═════ DATA SHOWN
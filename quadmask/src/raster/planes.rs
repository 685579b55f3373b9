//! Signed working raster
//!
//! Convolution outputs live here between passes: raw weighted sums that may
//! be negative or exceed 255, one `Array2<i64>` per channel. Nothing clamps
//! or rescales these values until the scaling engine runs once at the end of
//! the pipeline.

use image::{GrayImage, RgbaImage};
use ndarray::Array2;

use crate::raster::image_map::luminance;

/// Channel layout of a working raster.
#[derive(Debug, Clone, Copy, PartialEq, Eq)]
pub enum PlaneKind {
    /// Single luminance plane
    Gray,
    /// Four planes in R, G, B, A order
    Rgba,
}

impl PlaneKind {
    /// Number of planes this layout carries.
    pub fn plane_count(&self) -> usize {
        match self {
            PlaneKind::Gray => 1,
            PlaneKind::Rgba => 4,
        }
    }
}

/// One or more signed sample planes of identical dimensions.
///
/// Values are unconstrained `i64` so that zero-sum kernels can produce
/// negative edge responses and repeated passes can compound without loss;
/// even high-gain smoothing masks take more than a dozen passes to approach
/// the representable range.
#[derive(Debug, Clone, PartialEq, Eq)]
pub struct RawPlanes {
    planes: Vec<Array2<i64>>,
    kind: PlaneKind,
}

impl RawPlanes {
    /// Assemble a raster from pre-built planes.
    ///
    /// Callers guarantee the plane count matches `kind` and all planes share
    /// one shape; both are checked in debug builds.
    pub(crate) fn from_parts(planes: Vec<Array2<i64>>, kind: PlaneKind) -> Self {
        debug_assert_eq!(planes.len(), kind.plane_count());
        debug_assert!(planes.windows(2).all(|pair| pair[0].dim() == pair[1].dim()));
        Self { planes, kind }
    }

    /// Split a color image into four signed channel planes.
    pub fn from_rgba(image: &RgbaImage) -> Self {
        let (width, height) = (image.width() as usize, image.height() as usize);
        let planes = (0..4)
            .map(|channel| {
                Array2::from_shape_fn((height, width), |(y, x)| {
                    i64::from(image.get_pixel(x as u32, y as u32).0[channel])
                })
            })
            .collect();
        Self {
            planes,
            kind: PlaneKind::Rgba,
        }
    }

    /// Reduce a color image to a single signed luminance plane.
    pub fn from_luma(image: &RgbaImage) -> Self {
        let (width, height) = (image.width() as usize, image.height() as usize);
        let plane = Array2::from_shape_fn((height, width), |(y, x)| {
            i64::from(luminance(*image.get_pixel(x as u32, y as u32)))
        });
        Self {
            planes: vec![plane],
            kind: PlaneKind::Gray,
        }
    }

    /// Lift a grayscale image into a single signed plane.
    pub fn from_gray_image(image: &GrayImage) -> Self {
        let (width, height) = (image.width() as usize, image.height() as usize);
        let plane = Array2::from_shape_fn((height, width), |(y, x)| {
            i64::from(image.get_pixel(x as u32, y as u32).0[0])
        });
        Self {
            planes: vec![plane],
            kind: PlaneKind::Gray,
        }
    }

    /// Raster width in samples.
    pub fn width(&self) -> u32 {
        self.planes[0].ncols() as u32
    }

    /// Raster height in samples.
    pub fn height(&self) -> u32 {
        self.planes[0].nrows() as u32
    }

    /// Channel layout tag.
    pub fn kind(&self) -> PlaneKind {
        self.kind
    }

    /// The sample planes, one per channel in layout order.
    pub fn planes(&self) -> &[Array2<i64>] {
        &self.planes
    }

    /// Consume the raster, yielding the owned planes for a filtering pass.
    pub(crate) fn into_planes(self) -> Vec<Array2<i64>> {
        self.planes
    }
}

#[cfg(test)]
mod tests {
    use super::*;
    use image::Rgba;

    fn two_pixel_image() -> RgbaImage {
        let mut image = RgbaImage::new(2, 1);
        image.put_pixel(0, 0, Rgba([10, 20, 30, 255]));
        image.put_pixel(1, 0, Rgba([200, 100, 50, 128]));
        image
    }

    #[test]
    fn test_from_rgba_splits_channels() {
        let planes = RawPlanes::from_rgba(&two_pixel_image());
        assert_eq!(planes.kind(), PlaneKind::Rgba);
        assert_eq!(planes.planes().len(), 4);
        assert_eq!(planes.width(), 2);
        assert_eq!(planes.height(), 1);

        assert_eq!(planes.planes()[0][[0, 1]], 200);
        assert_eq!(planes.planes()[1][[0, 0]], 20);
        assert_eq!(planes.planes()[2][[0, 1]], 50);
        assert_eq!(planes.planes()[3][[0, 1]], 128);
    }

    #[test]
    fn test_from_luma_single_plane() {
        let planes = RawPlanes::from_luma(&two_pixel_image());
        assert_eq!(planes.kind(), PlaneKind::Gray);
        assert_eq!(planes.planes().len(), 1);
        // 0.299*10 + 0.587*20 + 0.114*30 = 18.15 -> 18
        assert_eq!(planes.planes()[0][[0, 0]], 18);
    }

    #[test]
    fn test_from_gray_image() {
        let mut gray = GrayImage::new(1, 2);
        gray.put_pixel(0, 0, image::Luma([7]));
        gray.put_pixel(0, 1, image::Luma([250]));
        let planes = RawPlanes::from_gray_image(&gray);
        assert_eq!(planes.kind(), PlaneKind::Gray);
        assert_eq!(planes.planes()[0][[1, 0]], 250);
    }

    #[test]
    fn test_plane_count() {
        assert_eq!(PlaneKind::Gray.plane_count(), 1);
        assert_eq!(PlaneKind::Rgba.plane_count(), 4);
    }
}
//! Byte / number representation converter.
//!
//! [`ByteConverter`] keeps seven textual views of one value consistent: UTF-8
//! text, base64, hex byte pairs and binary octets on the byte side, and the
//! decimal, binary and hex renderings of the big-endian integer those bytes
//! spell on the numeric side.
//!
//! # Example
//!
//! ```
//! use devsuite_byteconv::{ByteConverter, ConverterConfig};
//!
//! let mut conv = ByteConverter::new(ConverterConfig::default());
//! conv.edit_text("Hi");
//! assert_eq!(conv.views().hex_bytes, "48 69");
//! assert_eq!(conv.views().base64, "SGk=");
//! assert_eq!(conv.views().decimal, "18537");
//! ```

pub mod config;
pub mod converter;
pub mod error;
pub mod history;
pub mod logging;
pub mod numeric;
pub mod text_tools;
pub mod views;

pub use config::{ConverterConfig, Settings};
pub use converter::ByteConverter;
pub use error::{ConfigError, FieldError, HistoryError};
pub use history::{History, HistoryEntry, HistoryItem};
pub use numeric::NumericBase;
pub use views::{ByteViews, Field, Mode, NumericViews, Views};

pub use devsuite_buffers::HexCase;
══════════
═════ DATA SHOWN
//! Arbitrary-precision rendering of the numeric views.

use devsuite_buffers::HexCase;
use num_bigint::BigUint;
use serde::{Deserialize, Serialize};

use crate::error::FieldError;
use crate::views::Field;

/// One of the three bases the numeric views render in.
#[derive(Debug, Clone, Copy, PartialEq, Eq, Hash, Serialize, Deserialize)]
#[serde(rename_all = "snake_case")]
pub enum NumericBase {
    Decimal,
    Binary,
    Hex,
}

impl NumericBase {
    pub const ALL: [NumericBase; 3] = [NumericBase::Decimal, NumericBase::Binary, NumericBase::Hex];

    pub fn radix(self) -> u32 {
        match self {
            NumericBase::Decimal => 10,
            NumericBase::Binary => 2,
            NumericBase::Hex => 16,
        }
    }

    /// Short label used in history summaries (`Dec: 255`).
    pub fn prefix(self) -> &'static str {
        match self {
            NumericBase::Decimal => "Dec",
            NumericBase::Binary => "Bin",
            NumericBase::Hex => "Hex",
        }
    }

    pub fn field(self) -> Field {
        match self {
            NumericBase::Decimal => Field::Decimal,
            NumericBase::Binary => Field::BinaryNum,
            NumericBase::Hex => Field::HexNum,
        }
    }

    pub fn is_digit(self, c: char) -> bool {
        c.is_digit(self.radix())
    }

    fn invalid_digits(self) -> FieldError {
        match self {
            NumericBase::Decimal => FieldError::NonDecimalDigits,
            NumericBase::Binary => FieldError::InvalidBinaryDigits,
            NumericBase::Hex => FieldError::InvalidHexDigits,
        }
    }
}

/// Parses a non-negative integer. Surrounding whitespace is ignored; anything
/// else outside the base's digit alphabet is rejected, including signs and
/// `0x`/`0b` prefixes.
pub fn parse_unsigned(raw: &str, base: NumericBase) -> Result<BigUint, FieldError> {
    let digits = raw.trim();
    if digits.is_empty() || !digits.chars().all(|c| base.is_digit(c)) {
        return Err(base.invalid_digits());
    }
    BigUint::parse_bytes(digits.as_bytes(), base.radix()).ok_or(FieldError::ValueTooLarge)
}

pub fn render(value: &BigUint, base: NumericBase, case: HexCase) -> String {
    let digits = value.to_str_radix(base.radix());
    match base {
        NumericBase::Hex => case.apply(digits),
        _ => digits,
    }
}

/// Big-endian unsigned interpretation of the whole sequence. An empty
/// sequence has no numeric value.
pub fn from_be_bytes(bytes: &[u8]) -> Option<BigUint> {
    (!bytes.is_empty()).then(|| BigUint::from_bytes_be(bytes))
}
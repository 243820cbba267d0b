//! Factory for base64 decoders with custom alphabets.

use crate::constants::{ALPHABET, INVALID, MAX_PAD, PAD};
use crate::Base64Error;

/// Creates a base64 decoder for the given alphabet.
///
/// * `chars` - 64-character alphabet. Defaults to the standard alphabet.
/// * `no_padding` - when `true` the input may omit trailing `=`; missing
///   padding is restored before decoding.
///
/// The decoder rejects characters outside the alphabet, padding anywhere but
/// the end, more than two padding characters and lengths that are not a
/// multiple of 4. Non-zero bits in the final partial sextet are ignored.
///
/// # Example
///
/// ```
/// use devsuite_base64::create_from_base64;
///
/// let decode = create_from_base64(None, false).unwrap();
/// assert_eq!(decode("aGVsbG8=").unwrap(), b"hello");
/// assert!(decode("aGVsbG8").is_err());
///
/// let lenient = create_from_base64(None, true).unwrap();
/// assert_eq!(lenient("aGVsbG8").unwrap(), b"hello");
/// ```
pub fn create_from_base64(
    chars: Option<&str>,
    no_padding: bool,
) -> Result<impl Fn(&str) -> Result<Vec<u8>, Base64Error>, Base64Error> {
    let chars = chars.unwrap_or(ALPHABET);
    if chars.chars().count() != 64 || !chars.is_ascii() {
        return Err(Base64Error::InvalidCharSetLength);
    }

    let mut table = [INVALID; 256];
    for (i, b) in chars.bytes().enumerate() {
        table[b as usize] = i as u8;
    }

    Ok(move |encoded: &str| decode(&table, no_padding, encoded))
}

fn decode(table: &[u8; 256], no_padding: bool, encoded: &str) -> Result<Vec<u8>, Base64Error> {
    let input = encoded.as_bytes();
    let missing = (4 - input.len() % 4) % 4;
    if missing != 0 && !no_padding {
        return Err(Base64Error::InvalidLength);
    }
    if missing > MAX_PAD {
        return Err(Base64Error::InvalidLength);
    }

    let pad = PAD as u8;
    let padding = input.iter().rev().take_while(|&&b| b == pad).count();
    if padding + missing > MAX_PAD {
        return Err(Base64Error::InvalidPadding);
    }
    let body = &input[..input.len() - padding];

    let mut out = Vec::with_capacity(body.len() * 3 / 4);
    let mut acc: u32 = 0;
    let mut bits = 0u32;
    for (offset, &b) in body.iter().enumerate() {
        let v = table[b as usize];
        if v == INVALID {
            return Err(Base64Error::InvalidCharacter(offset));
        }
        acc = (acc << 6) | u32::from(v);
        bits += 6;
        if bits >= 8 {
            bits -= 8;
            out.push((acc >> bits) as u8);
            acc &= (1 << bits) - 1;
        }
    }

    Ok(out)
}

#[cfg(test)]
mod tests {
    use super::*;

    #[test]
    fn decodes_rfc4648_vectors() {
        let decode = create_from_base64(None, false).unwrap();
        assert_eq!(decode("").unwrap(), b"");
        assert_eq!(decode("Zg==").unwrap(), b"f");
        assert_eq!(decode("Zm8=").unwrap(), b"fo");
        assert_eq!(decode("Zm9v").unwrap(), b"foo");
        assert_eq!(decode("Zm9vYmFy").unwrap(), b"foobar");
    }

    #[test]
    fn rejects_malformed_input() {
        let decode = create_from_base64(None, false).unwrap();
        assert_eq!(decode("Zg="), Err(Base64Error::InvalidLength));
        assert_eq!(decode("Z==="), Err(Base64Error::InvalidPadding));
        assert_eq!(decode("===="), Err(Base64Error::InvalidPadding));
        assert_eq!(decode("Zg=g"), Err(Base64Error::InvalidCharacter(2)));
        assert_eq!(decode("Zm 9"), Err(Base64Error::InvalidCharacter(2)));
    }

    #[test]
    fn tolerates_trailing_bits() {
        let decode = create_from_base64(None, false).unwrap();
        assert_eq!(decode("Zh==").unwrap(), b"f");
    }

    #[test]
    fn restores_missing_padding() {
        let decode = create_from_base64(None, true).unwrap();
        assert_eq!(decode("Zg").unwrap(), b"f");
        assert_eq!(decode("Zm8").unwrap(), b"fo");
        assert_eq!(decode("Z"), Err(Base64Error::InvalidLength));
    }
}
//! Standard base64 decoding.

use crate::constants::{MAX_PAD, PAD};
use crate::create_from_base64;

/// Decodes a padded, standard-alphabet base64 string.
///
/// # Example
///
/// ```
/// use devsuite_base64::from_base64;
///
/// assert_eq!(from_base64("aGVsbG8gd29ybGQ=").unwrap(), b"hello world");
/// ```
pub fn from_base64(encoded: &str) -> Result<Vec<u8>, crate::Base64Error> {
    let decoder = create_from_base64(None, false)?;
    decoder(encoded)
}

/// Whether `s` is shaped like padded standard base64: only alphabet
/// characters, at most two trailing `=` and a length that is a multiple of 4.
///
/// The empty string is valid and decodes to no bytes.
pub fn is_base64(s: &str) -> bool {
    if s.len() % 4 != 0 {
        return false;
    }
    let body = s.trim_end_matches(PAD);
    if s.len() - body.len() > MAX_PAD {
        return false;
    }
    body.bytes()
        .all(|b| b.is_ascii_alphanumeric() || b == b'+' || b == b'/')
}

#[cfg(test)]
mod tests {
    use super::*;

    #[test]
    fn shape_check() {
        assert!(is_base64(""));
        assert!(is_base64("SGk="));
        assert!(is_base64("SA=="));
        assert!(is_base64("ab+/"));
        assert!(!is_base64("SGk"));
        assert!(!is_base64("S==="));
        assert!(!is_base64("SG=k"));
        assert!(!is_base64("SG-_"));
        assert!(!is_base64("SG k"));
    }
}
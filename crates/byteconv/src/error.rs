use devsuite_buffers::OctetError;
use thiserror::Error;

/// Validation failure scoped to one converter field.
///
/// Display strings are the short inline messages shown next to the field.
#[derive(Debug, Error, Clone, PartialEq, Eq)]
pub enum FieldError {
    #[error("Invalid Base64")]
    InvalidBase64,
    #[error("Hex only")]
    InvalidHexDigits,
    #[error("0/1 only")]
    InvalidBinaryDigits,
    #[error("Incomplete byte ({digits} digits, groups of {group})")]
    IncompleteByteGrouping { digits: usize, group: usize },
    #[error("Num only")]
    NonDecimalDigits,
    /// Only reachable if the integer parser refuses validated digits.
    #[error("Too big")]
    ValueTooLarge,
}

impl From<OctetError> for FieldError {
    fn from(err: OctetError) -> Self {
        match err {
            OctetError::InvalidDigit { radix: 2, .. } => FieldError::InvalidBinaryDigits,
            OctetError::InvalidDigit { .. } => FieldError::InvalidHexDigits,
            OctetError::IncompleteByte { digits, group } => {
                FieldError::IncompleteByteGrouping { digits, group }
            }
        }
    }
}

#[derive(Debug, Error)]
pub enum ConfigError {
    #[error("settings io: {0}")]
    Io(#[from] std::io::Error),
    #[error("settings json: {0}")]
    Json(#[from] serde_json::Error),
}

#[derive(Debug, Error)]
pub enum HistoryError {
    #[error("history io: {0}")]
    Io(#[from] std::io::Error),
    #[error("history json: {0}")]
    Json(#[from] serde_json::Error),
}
══════════
═════ DATA SHOWN
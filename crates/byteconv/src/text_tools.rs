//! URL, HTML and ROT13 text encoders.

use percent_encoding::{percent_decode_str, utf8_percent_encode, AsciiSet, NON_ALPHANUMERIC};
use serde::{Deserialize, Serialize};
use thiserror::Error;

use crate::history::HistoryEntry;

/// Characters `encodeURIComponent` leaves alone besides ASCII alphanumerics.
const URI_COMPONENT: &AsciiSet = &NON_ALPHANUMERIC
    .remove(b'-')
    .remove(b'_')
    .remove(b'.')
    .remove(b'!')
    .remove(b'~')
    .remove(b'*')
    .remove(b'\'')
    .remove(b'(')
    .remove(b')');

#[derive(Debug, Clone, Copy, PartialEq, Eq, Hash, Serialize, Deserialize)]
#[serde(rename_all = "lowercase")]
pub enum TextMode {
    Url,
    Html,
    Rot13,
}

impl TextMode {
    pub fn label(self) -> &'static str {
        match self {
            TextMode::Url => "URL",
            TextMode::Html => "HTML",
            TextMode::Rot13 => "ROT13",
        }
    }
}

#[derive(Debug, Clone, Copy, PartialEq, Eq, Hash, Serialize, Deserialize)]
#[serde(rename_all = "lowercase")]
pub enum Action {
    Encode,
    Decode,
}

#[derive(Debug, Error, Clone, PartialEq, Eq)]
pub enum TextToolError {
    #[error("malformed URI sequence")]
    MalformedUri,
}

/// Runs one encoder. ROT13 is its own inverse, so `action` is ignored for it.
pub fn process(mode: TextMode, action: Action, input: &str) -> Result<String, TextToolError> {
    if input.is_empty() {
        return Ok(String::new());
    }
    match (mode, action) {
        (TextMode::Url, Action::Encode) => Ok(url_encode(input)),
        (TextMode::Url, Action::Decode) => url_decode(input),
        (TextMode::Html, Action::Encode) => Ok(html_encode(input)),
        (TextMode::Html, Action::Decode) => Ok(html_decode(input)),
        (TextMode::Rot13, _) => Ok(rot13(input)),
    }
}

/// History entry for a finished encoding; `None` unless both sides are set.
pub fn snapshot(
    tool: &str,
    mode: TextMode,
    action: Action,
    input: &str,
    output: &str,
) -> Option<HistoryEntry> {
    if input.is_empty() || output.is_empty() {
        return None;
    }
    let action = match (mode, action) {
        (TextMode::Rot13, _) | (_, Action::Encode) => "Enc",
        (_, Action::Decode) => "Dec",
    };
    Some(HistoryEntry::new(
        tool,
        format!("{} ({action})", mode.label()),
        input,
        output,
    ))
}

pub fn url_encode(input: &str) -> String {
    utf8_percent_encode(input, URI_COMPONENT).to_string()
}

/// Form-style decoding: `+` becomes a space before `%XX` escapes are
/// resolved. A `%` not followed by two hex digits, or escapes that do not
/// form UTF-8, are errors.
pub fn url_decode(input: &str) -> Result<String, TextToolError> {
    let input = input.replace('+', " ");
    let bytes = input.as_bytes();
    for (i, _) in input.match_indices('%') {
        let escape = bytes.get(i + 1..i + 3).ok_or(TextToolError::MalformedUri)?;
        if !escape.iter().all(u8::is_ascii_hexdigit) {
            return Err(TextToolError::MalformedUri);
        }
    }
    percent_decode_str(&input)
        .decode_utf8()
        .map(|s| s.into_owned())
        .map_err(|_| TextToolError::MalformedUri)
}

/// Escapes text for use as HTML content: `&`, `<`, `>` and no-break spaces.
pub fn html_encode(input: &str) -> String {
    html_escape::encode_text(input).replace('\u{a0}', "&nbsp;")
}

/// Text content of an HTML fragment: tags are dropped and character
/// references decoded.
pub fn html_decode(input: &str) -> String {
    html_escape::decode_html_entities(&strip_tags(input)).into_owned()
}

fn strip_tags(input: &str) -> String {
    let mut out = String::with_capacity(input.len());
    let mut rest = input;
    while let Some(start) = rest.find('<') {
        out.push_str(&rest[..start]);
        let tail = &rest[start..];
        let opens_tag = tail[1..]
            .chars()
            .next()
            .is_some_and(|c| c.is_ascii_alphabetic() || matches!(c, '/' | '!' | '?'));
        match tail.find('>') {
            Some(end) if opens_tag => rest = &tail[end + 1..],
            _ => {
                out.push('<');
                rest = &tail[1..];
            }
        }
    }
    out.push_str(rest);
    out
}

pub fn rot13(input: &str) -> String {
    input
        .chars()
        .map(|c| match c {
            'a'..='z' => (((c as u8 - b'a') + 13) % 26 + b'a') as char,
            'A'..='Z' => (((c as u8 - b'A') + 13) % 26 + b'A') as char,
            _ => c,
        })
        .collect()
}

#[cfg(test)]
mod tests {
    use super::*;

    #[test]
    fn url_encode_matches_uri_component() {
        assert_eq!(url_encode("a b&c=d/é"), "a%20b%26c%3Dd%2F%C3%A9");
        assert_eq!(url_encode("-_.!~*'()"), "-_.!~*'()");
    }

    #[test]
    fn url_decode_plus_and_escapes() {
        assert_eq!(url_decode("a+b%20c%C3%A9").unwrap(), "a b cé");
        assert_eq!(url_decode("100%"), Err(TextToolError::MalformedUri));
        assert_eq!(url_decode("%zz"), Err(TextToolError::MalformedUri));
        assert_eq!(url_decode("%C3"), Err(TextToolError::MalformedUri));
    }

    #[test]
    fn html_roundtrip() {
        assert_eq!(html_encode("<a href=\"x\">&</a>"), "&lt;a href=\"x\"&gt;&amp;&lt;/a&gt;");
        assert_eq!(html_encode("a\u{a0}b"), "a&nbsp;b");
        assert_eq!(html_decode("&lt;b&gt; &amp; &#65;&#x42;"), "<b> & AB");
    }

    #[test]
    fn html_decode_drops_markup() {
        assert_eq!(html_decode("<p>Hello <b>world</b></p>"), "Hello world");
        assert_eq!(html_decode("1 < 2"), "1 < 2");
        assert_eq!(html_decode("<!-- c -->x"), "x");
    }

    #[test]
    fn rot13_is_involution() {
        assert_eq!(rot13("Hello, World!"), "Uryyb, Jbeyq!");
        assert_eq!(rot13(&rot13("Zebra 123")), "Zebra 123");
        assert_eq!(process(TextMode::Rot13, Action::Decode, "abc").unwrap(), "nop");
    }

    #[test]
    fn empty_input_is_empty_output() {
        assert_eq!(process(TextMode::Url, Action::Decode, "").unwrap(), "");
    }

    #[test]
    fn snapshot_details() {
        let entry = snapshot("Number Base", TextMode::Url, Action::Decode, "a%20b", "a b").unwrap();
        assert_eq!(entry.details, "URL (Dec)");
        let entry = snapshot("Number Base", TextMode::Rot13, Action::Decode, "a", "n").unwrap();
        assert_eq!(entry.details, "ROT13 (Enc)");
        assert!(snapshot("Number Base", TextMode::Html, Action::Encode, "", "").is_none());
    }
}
══════════
__WHAT IS NEEDED__:
Could you repeat exactly the lines above from the line with "filename quadmask/src/raster/planes.rs" up to and including the line with "use ndarray::Array2;", and only those?

__OUTPUT__:
filename quadmask/src/raster/planes.rs
repository 685579b55f3373b9
//! Signed working raster
//!
//! Convolution outputs live here between passes: raw weighted sums that may
//! be negative or exceed 255, one `Array2<i64>` per channel. Nothing clamps
//! or rescales these values until the scaling engine runs once at the end of
//! the pipeline.

use image::{GrayImage, RgbaImage};
use ndarray::Array2;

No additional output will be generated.